*** Block opens ***
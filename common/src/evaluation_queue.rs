//! Submission quotas on evaluation queues.

use crate::synapse::{Synapse, SynapseError};
use crate::{Evaluation, SubmissionQuota};
use chrono::{DateTime, Local, NaiveDateTime, TimeZone, Utc};
use thiserror::Error;

const INPUT_FORMAT: &str = "%Y-%m-%dT%H:%M:%S";

#[derive(Debug, Error)]
pub enum QuotaError {
    #[error("Can only specify round_end or round_duration")]
    EndAndDuration,
    #[error("If round_end is specified, round_start must also be specified")]
    EndWithoutStart,
    #[error("round_end must be after round_start")]
    EndBeforeStart,
    #[error("{0} is not a YEAR-MM-DDTHH:MM:SS time")]
    BadTime(String),
    #[error(transparent)]
    Synapse(#[from] SynapseError),
}

/// The requested limits, as given on the command line.
#[derive(Debug, Clone, Default)]
pub struct QuotaRequest<'a> {
    pub round_start: Option<&'a str>,
    pub round_end: Option<&'a str>,
    pub round_duration: Option<i64>,
    pub number_of_rounds: Option<i64>,
    pub submission_limit: Option<i64>,
}

fn parse_local(text: &str) -> Result<DateTime<Utc>, QuotaError> {
    let naive = NaiveDateTime::parse_from_str(text, INPUT_FORMAT)
        .map_err(|_| QuotaError::BadTime(text.to_string()))?;
    Local
        .from_local_datetime(&naive)
        .earliest()
        .map(|t| t.with_timezone(&Utc))
        .ok_or_else(|| QuotaError::BadTime(text.to_string()))
}

/// Build a quota. Start and end times are local times; the end is turned
/// into a round duration.
///
/// # Errors
/// Fails when both an end and a duration are given, when an end has no
/// start, or when the end is not after the start.
pub fn create_quota(request: &QuotaRequest) -> Result<SubmissionQuota, QuotaError> {
    if request.round_end.is_some() && request.round_duration.is_some() {
        return Err(QuotaError::EndAndDuration);
    }
    if request.round_end.is_some() && request.round_start.is_none() {
        return Err(QuotaError::EndWithoutStart);
    }

    let start = request.round_start.map(parse_local).transpose()?;
    let mut round_duration = request.round_duration;
    if let (Some(start), Some(end)) = (start, request.round_end) {
        let end = parse_local(end)?;
        if end <= start {
            return Err(QuotaError::EndBeforeStart);
        }
        round_duration = Some((end - start).num_milliseconds());
    }

    Ok(SubmissionQuota {
        first_round_start: start.map(|s| s.format("%Y-%m-%dT%H:%M:%S%.3fZ").to_string()),
        round_duration_millis: round_duration,
        number_of_rounds: request.number_of_rounds,
        submission_limit: request.submission_limit,
    })
}

/// Replace the quota of an evaluation queue.
///
/// # Errors
/// Fails on an invalid request or a platform error.
pub fn set_evaluation_quota(
    syn: &dyn Synapse,
    evaluation_id: &str,
    request: &QuotaRequest,
) -> Result<Evaluation, QuotaError> {
    let quota = create_quota(request)?;
    let mut evaluation = syn.get_evaluation(evaluation_id)?;
    evaluation.quota = Some(quota);
    Ok(syn.store_evaluation(&evaluation)?)
}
*** Block closes ***
■ **Exercise goal**
Within the listing, how many lines hold the string "SynapseError"? Answer with the number alone.

■ **Reply**
2